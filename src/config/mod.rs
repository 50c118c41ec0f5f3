use serde::{Deserialize, Serialize};
use std::fs;
use std::path::PathBuf;
use std::time::Duration;
use thiserror::Error;

use crate::store::KeyPolicy;

#[derive(Debug, Error)]
pub enum ConfigError {
  #[error("failed to read config file '{path}': {source}")]
  Read {
    path: String,
    #[source]
    source: std::io::Error,
  },
  #[error("failed to parse config file '{path}': {source}")]
  Parse {
    path: String,
    #[source]
    source: toml::de::Error,
  },
  #[error("invalid config: {0}")]
  Invalid(String),
}

/// Log configuration
#[derive(Debug, Deserialize, Serialize, Clone, PartialEq)]
pub struct LogConfig {
  /// Log file path, if not set, logs will be printed to stdout
  pub file: Option<String>,
  /// Log level, default is "info"
  #[serde(default = "default_log_level")]
  pub level: String,
}

fn default_log_level() -> String {
  "info".to_string()
}

impl Default for LogConfig {
  fn default() -> Self {
    Self {
      file: None,
      level: default_log_level(),
    }
  }
}

/// HTTP listener configuration
#[derive(Debug, Deserialize, Serialize, Clone, PartialEq)]
pub struct ServerConfig {
  /// Listening address
  #[serde(default = "default_server_addr")]
  pub addr: String,
  /// Deadline for receiving a complete request head
  #[serde(default = "default_read_timeout_secs")]
  pub read_timeout_secs: u64,
  /// Deadline for producing one response
  #[serde(default = "default_write_timeout_secs")]
  pub write_timeout_secs: u64,
}

fn default_server_addr() -> String {
  "0.0.0.0:1321".to_string()
}

fn default_read_timeout_secs() -> u64 {
  5
}

fn default_write_timeout_secs() -> u64 {
  10
}

impl ServerConfig {
  pub fn read_timeout(&self) -> Duration {
    Duration::from_secs(self.read_timeout_secs)
  }

  pub fn write_timeout(&self) -> Duration {
    Duration::from_secs(self.write_timeout_secs)
  }
}

impl Default for ServerConfig {
  fn default() -> Self {
    Self {
      addr: default_server_addr(),
      read_timeout_secs: default_read_timeout_secs(),
      write_timeout_secs: default_write_timeout_secs(),
    }
  }
}

/// Promotion feed configuration
#[derive(Debug, Deserialize, Serialize, Clone, PartialEq)]
pub struct FeedConfig {
  /// Path of the comma-delimited feed file
  #[serde(default = "default_feed_path")]
  pub path: PathBuf,
  /// Seconds between background reloads
  #[serde(default = "default_reload_interval_secs")]
  pub reload_interval_secs: u64,
  #[serde(default)]
  pub key_policy: KeyPolicy,
}

fn default_feed_path() -> PathBuf {
  PathBuf::from("promotions.csv")
}

fn default_reload_interval_secs() -> u64 {
  1800
}

impl FeedConfig {
  pub fn reload_interval(&self) -> Duration {
    Duration::from_secs(self.reload_interval_secs)
  }
}

impl Default for FeedConfig {
  fn default() -> Self {
    Self {
      path: default_feed_path(),
      reload_interval_secs: default_reload_interval_secs(),
      key_policy: KeyPolicy::default(),
    }
  }
}

/// promodb configuration
#[derive(Debug, Deserialize, Serialize, Clone, Default, PartialEq)]
pub struct Config {
  #[serde(default)]
  pub server: ServerConfig,

  #[serde(default)]
  pub feed: FeedConfig,

  /// Log configuration
  #[serde(default)]
  pub log: LogConfig,
}

impl Config {
  /// Load configuration from TOML file
  pub fn from_file(path: &str) -> Result<Self, ConfigError> {
    let config_str = fs::read_to_string(path).map_err(|source| ConfigError::Read {
      path: path.to_string(),
      source,
    })?;

    let config: Config = toml::from_str(&config_str).map_err(|source| ConfigError::Parse {
      path: path.to_string(),
      source,
    })?;

    config.validate()?;

    Ok(config)
  }

  pub fn validate(&self) -> Result<(), ConfigError> {
    if self.feed.path.as_os_str().is_empty() {
      return Err(ConfigError::Invalid("feed.path must not be empty".to_string()));
    }
    if self.feed.reload_interval_secs == 0 {
      return Err(ConfigError::Invalid(
        "feed.reload_interval_secs must be greater than 0".to_string(),
      ));
    }
    if self.server.read_timeout_secs == 0 || self.server.write_timeout_secs == 0 {
      return Err(ConfigError::Invalid(
        "server timeouts must be greater than 0".to_string(),
      ));
    }
    Ok(())
  }
}

#[cfg(test)]
mod tests {
  use super::*;
  use std::io::Write;

  #[test]
  fn test_default_config() {
    let config: Config = toml::from_str("").unwrap();
    assert_eq!(config, Config::default());
    assert_eq!(config.server.addr, "0.0.0.0:1321");
    assert_eq!(config.server.read_timeout(), Duration::from_secs(5));
    assert_eq!(config.server.write_timeout(), Duration::from_secs(10));
    assert_eq!(config.feed.path, PathBuf::from("promotions.csv"));
    assert_eq!(config.feed.reload_interval(), Duration::from_secs(1800));
    assert_eq!(config.feed.key_policy, KeyPolicy::Sequential);
    assert_eq!(config.log.level, "info");
    assert!(config.validate().is_ok());
  }

  #[test]
  fn test_full_config() {
    let config_str = r#"
[server]
addr = "127.0.0.1:8080"
read_timeout_secs = 2

[feed]
path = "/data/promotions.csv"
reload_interval_secs = 60
key_policy = "feed_identifier"

[log]
level = "debug"
file = "/tmp/promodb.log"
"#;

    let config: Config = toml::from_str(config_str).unwrap();
    assert_eq!(config.server.addr, "127.0.0.1:8080");
    assert_eq!(config.server.read_timeout_secs, 2);
    assert_eq!(config.server.write_timeout_secs, 10);
    assert_eq!(config.feed.path, PathBuf::from("/data/promotions.csv"));
    assert_eq!(config.feed.reload_interval_secs, 60);
    assert_eq!(config.feed.key_policy, KeyPolicy::FeedIdentifier);
    assert_eq!(config.log.level, "debug");
    assert_eq!(config.log.file.as_deref(), Some("/tmp/promodb.log"));
  }

  #[test]
  fn test_validate_rejects_zero_interval() {
    let mut config = Config::default();
    config.feed.reload_interval_secs = 0;
    assert!(matches!(config.validate(), Err(ConfigError::Invalid(_))));
  }

  #[test]
  fn test_from_file() {
    let mut file = tempfile::NamedTempFile::new().unwrap();
    writeln!(file, "[feed]\nreload_interval_secs = 5").unwrap();

    let config = Config::from_file(file.path().to_str().unwrap()).unwrap();
    assert_eq!(config.feed.reload_interval_secs, 5);
  }

  #[test]
  fn test_from_file_errors() {
    assert!(matches!(
      Config::from_file("/definitely/not/here.toml"),
      Err(ConfigError::Read { .. })
    ));

    let mut file = tempfile::NamedTempFile::new().unwrap();
    writeln!(file, "[feed\npath = ").unwrap();
    assert!(matches!(
      Config::from_file(file.path().to_str().unwrap()),
      Err(ConfigError::Parse { .. })
    ));
  }
}
// SPDX-License-Identifier: MIT
// Copyright 2026 Roland Dreier <roland@rolandd.dev>

//! Ride record consumed by the aggregation engine.

use chrono::NaiveDate;
use serde::{Deserialize, Serialize};

use crate::models::usage_window::parse_tag_csv;
use crate::units::Units;

/// One completed (or planned) exercise session.
///
/// Values are stored metric; the engine converts them to the display units
/// when a pass starts.
#[derive(Debug, Clone, Serialize, Deserialize)]
pub struct RideRecord {
    /// Activity start date
    pub start_date: NaiveDate,
    /// Distance in kilometres
    #[serde(default)]
    pub distance_km: f64,
    /// Elevation gain in metres
    #[serde(default)]
    pub elevation_gain_m: f64,
    /// Time spent moving, in seconds
    #[serde(default)]
    pub time_ridden_secs: u64,
    /// Comma-joined equipment tags (e.g. "bike1, chain3")
    #[serde(default)]
    pub equipment_tags: String,
    /// Owning athlete's display name
    #[serde(default)]
    pub athlete: String,
    /// Planned/future workouts never count towards equipment usage
    #[serde(default)]
    pub planned: bool,
}

impl RideRecord {
    /// Build the engine's view of this ride in the given display units.
    pub fn sample(&self, units: Units) -> RideSample {
        RideSample {
            tags: parse_tag_csv(&self.equipment_tags),
            date: self.start_date,
            distance: units.distance_from_km(self.distance_km),
            elevation: units.elevation_from_meters(self.elevation_gain_m),
            time_secs: self.time_ridden_secs,
            athlete: self.athlete.clone(),
        }
    }
}

/// A ride with tags parsed and values converted, ready to offer to records.
#[derive(Debug, Clone, PartialEq)]
pub struct RideSample {
    pub tags: Vec<String>,
    pub date: NaiveDate,
    pub distance: f64,
    pub elevation: f64,
    pub time_secs: u64,
    pub athlete: String,
}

***

* **ASSIGNMENT**
Copying word for word, give each line of the data above from the first one through the line containing "pub enum ConfigError", and nothing else.

* **RESULT**
filename src/config/mod.rs
repository 50c118c41ec0f5f3
use serde::{Deserialize, Serialize};
use std::fs;
use std::path::PathBuf;
use std::time::Duration;
use thiserror::Error;

use crate::store::KeyPolicy;

#[derive(Debug, Error)]
pub enum ConfigError {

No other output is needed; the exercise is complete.